Constantine Pleshakov, There Is No Freedom Without Bread! 1989 and the Civil War That Brought Down Communism, New York: Farrar, Straus and Giroux, 2009. ISBN: 978-0-374-28902-7, 304 pp. $26.00
"[F]reedom and bread enough for all are inconceivable together.”
The Grand Inquisitor in Dostoevsky's Brothers Karamazov

Religious fundamentalism — be it of the Christian or Islamic type — has done much to shape our new, “globalized” century.
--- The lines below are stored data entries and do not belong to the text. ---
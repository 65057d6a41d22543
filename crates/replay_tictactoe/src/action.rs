//! Outcomes of player actions on the game state.

use derive_more::{Display, Error};
use serde::{Deserialize, Serialize};

/// What happened when a cell was activated.
///
/// Only [`Activation::Placed`] changes the game; the other variants
/// describe why the activation was ignored.
#[derive(Debug, Clone, Copy, PartialEq, Eq, Hash, Serialize, Deserialize, Display)]
pub enum Activation {
    /// The mark was placed and recorded.
    #[display("Mark placed")]
    Placed,
    /// The viewed board already has a winning line.
    #[display("Game is already decided")]
    GameDecided,
    /// The square already holds a mark.
    #[display("Square is already occupied")]
    CellOccupied,
}

impl Activation {
    /// Returns true if the activation changed the game.
    pub fn is_placed(self) -> bool {
        self == Activation::Placed
    }
}

/// Error returned when navigating the move history.
#[derive(Debug, Clone, PartialEq, Eq, Display, Error)]
pub enum HistoryError {
    /// The requested move does not exist.
    #[display("Move #{requested} is out of range (history has {len} records)")]
    MoveOutOfRange {
        /// Requested move number.
        requested: usize,
        /// Current history length.
        len: usize,
    },
    /// A recorded game breaks the history invariants.
    #[display("Recorded history is invalid: {reason}")]
    InvalidHistory {
        /// Descriptions of the violated invariants.
        reason: String,
    },
}
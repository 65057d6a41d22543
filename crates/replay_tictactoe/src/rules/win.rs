//! Win detection logic for tic-tac-toe.

use super::super::{Board, Player, Position, Square};
use serde::{Deserialize, Serialize};
use tracing::instrument;

/// Three positions that win the game when held by one player.
#[derive(Debug, Clone, Copy, PartialEq, Eq, Hash, Serialize, Deserialize)]
pub struct WinningLine([Position; 3]);

impl WinningLine {
    /// The positions of the line, in table order.
    pub fn positions(&self) -> [Position; 3] {
        self.0
    }

    /// Board indices of the line.
    pub fn indices(&self) -> [usize; 3] {
        self.0.map(Position::to_index)
    }

    /// Returns true if `pos` is part of this line.
    pub fn contains(&self, pos: Position) -> bool {
        self.0.contains(&pos)
    }
}

/// The eight winning lines, in the order they are checked.
///
/// Rows top to bottom, then columns left to right, then the two diagonals.
pub const LINES: [WinningLine; 8] = [
    // Rows
    WinningLine([Position::TopLeft, Position::TopCenter, Position::TopRight]),
    WinningLine([Position::MiddleLeft, Position::Center, Position::MiddleRight]),
    WinningLine([Position::BottomLeft, Position::BottomCenter, Position::BottomRight]),
    // Columns
    WinningLine([Position::TopLeft, Position::MiddleLeft, Position::BottomLeft]),
    WinningLine([Position::TopCenter, Position::Center, Position::BottomCenter]),
    WinningLine([Position::TopRight, Position::MiddleRight, Position::BottomRight]),
    // Diagonals
    WinningLine([Position::TopLeft, Position::Center, Position::BottomRight]),
    WinningLine([Position::TopRight, Position::Center, Position::BottomLeft]),
];

/// Returns the first completed line on the board, if any.
#[instrument(skip(board))]
pub fn winning_line(board: &Board) -> Option<WinningLine> {
    LINES.iter().copied().find(|line| {
        let [a, b, c] = line.positions();
        let sq = board.get(a);
        sq != Square::Empty && sq == board.get(b) && sq == board.get(c)
    })
}

/// Checks if there is a winner on the board.
///
/// Returns `Some(player)` if the player has three in a row,
/// `None` otherwise.
#[instrument(skip(board))]
pub fn check_winner(board: &Board) -> Option<Player> {
    winning_line(board).and_then(|line| board.get(line.positions()[0]).player())
}
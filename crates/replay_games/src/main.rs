//! Replay Games - Unified CLI
//!
//! Play tic-tac-toe with move history in the terminal or the browser.

use anyhow::Result;
use clap::Parser;
use replay_games::cli::{Cli, Command};
use replay_games::{AppConfig, MoveOrder, Session, logging, tui, web};
use tracing::info;

#[tokio::main]
async fn main() -> Result<()> {
    // Load .env file
    dotenvy::dotenv().ok();

    let cli = Cli::parse();
    let config = AppConfig::load(cli.config.as_deref())?;

    match cli.command {
        Command::Tui => tui::run(&config),
        Command::Http { port, host } => {
            logging::init_stdout();
            let config = config.with_http_overrides(host, port);
            info!(?config, "Starting browser front end");
            let session = Session::new(MoveOrder::from_ascending(*config.ui().ascending()));
            web::serve(config.http(), session).await
        }
    }
}
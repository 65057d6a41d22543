//! Terminal front end.

mod app;
mod input;
mod ui;

pub use app::{App, Flow, Focus};

use crate::config::AppConfig;
use crate::logging;
use crate::session::{MoveOrder, Session};
use anyhow::Result;
use crossterm::{
    cursor::Show,
    event::{self, Event, KeyEventKind},
    execute,
    terminal::{EnterAlternateScreen, LeaveAlternateScreen, disable_raw_mode, enable_raw_mode},
};
use ratatui::{Terminal, backend::CrosstermBackend};
use std::io;
use tracing::{error, info, instrument};

/// Runs the terminal UI until the player quits.
#[instrument(skip_all)]
pub fn run(config: &AppConfig) -> Result<()> {
    // Log to a file so output does not corrupt the screen
    logging::init_file(config.log().file())?;

    info!("Starting terminal UI");

    let guard = TerminalGuard::enter()?;
    let mut terminal = Terminal::new(CrosstermBackend::new(io::stdout()))?;

    let session = Session::new(MoveOrder::from_ascending(*config.ui().ascending()));
    let mut app = App::new(session);
    let result = event_loop(&mut terminal, &mut app);

    drop(terminal);
    drop(guard);

    match &result {
        Ok(()) => info!(
            moves = app.session().game().history().len() - 1,
            status = %app.session().game().status(),
            "Terminal UI closed"
        ),
        Err(e) => error!(error = %e, "Terminal UI failed"),
    }
    result
}

/// Puts the terminal back into normal mode when dropped.
///
/// Created as soon as raw mode is on, so every later failure restores the
/// terminal on the way out.
struct TerminalGuard {
    restore: fn() -> io::Result<()>,
}

impl TerminalGuard {
    fn enter() -> io::Result<Self> {
        enable_raw_mode()?;
        let guard = Self {
            restore: restore_terminal,
        };
        execute!(io::stdout(), EnterAlternateScreen)?;
        Ok(guard)
    }
}

impl Drop for TerminalGuard {
    fn drop(&mut self) {
        if let Err(e) = (self.restore)() {
            error!(error = %e, "Failed to restore terminal");
        }
    }
}

fn restore_terminal() -> io::Result<()> {
    disable_raw_mode()?;
    execute!(io::stdout(), LeaveAlternateScreen, Show)
}

fn event_loop(terminal: &mut Terminal<CrosstermBackend<io::Stdout>>, app: &mut App) -> Result<()> {
    loop {
        terminal.draw(|frame| ui::draw(frame, app))?;

        if let Event::Key(key) = event::read()?
            && key.kind == KeyEventKind::Press
            && app.handle_key(key.code) == Flow::Quit
        {
            return Ok(());
        }
    }
}
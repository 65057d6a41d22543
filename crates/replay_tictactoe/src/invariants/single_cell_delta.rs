//! Single cell delta invariant: each snapshot adds exactly one mark.

use super::super::{GameState, Player, Square};
use super::Invariant;

/// Invariant: Consecutive snapshots differ in exactly one square.
///
/// The changed square is the one the record says was placed, it was empty
/// before, and it now holds the mark of the player whose turn it was.
pub struct SingleCellDeltaInvariant;

impl Invariant<GameState> for SingleCellDeltaInvariant {
    fn holds(game: &GameState) -> bool {
        game.history().windows(2).enumerate().all(|(k, pair)| {
            let [before, after] = pair else {
                return false;
            };
            let Some(placed) = after.placed() else {
                return false;
            };
            before.board().diff(after.board()) == [placed]
                && before.board().get(placed) == Square::Empty
                && after.board().get(placed) == Square::Occupied(Player::for_move(k))
        })
    }

    fn description() -> &'static str {
        "Each move places exactly one mark of the player to move"
    }
}
//! Cursor movement for keyboard navigation.

use crossterm::event::KeyCode;
use replay_tictactoe::Position;

/// Moves the board cursor based on arrow keys, stopping at the edges.
pub fn move_cursor(cursor: Position, key: KeyCode) -> Position {
    let (row, col) = (cursor.row(), cursor.col());
    let target = match key {
        KeyCode::Left => Position::from_row_col(row, col.wrapping_sub(1)),
        KeyCode::Right => Position::from_row_col(row, col + 1),
        KeyCode::Up => Position::from_row_col(row.wrapping_sub(1), col),
        KeyCode::Down => Position::from_row_col(row + 1, col),
        _ => None,
    };
    target.unwrap_or(cursor)
}

/// Maps digit keys `1`-`9` to cells in reading order.
pub fn digit_cell(key: KeyCode) -> Option<Position> {
    match key {
        KeyCode::Char(c) => c
            .to_digit(10)
            .and_then(|d| (d as usize).checked_sub(1))
            .and_then(Position::from_index),
        _ => None,
    }
}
Arguably, there would have been no 9/11 — or the ensuing “war on terror” — without enemies in this conflict holding deeply-held (but narrow) religious beliefs.

What I take from Constantine Pleshakov’s There Is No Freedom Without Bread!: 1989 and the Civil War That Brought Down Communism — as well as from his talk about his book at the Kennan Institute in January (www.wilsoncenter.org/ index.cfm?topic_id= 1424&fuseaction=topics.event_summary&event_id= 566576) — is that religious fundamentalism also played a crucial role in a momentous event in the previous century: the collapse of communism in Eastern Europe.

According to Pleshakov, a Russian-born historian who teaches at Mount Holyoke College, it was mystical Polish Catholicism (granted, he does not call it “fundamentalism”) that, in its opposition to atheistic Marxist-Leninism, was the necessary condition for the unexpected, sudden end of the workers' paradises constructed in Eastern Europe after World War II under the influence of the USSR.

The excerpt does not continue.